== Segment start ==
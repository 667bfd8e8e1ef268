//! Product Q&A

use chrono::{DateTime, Utc};
use serde::{Deserialize, Serialize};
use uuid::Uuid;

use crate::domain::value_objects::ModerationStatus;

#[derive(Clone, Debug, PartialEq, Eq, Serialize, Deserialize)]
#[serde(rename_all = "camelCase")]
pub struct Question {
    pub id: String,
    pub product_id: String,
    pub user_id: String,
    pub question_text: String,
    pub status: ModerationStatus,
    pub created_at: DateTime<Utc>,
}

impl Question {
    pub fn ask(product_id: impl Into<String>, user_id: impl Into<String>, text: impl Into<String>) -> Self {
        Self {
            id: Uuid::now_v7().to_string(),
            product_id: product_id.into(),
            user_id: user_id.into(),
            question_text: text.into(),
            status: ModerationStatus::Pending,
            created_at: Utc::now(),
        }
    }
}

#[derive(Clone, Debug, PartialEq, Eq, Serialize, Deserialize)]
#[serde(rename_all = "camelCase")]
pub struct Answer {
    pub id: String,
    pub question_id: String,
    pub user_id: String,
    pub answer_text: String,
    pub created_at: DateTime<Utc>,
}

impl Answer {
    pub fn reply(question_id: impl Into<String>, author_id: impl Into<String>, text: impl Into<String>) -> Self {
        Self {
            id: Uuid::now_v7().to_string(),
            question_id: question_id.into(),
            user_id: author_id.into(),
            answer_text: text.into(),
            created_at: Utc::now(),
        }
    }
}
== Segment end ==
- [EXERCISE PROMPT]
Please output every record exactly as it appears.

- [EXPECTED OUTPUT]
repository 667bfd8e8e1ef268
//! Product Q&A

use chrono::{DateTime, Utc};
use serde::{Deserialize, Serialize};
use uuid::Uuid;

use crate::domain::value_objects::ModerationStatus;

#[derive(Clone, Debug, PartialEq, Eq, Serialize, Deserialize)]
#[serde(rename_all = "camelCase")]
pub struct Question {
    pub id: String,
    pub product_id: String,
    pub user_id: String,
    pub question_text: String,
    pub status: ModerationStatus,
    pub created_at: DateTime<Utc>,
}

impl Question {
    pub fn ask(product_id: impl Into<String>, user_id: impl Into<String>, text: impl Into<String>) -> Self {
        Self {
            id: Uuid::now_v7().to_string(),
            product_id: product_id.into(),
            user_id: user_id.into(),
            question_text: text.into(),
            status: ModerationStatus::Pending,
            created_at: Utc::now(),
        }
    }
}

#[derive(Clone, Debug, PartialEq, Eq, Serialize, Deserialize)]
#[serde(rename_all = "camelCase")]
pub struct Answer {
    pub id: String,
    pub question_id: String,
    pub user_id: String,
    pub answer_text: String,
    pub created_at: DateTime<Utc>,
}

impl Answer {
    pub fn reply(question_id: impl Into<String>, author_id: impl Into<String>, text: impl Into<String>) -> Self {
        Self {
            id: Uuid::now_v7().to_string(),
            question_id: question_id.into(),
            user_id: author_id.into(),
            answer_text: text.into(),
            created_at: Utc::now(),
        }
    }
}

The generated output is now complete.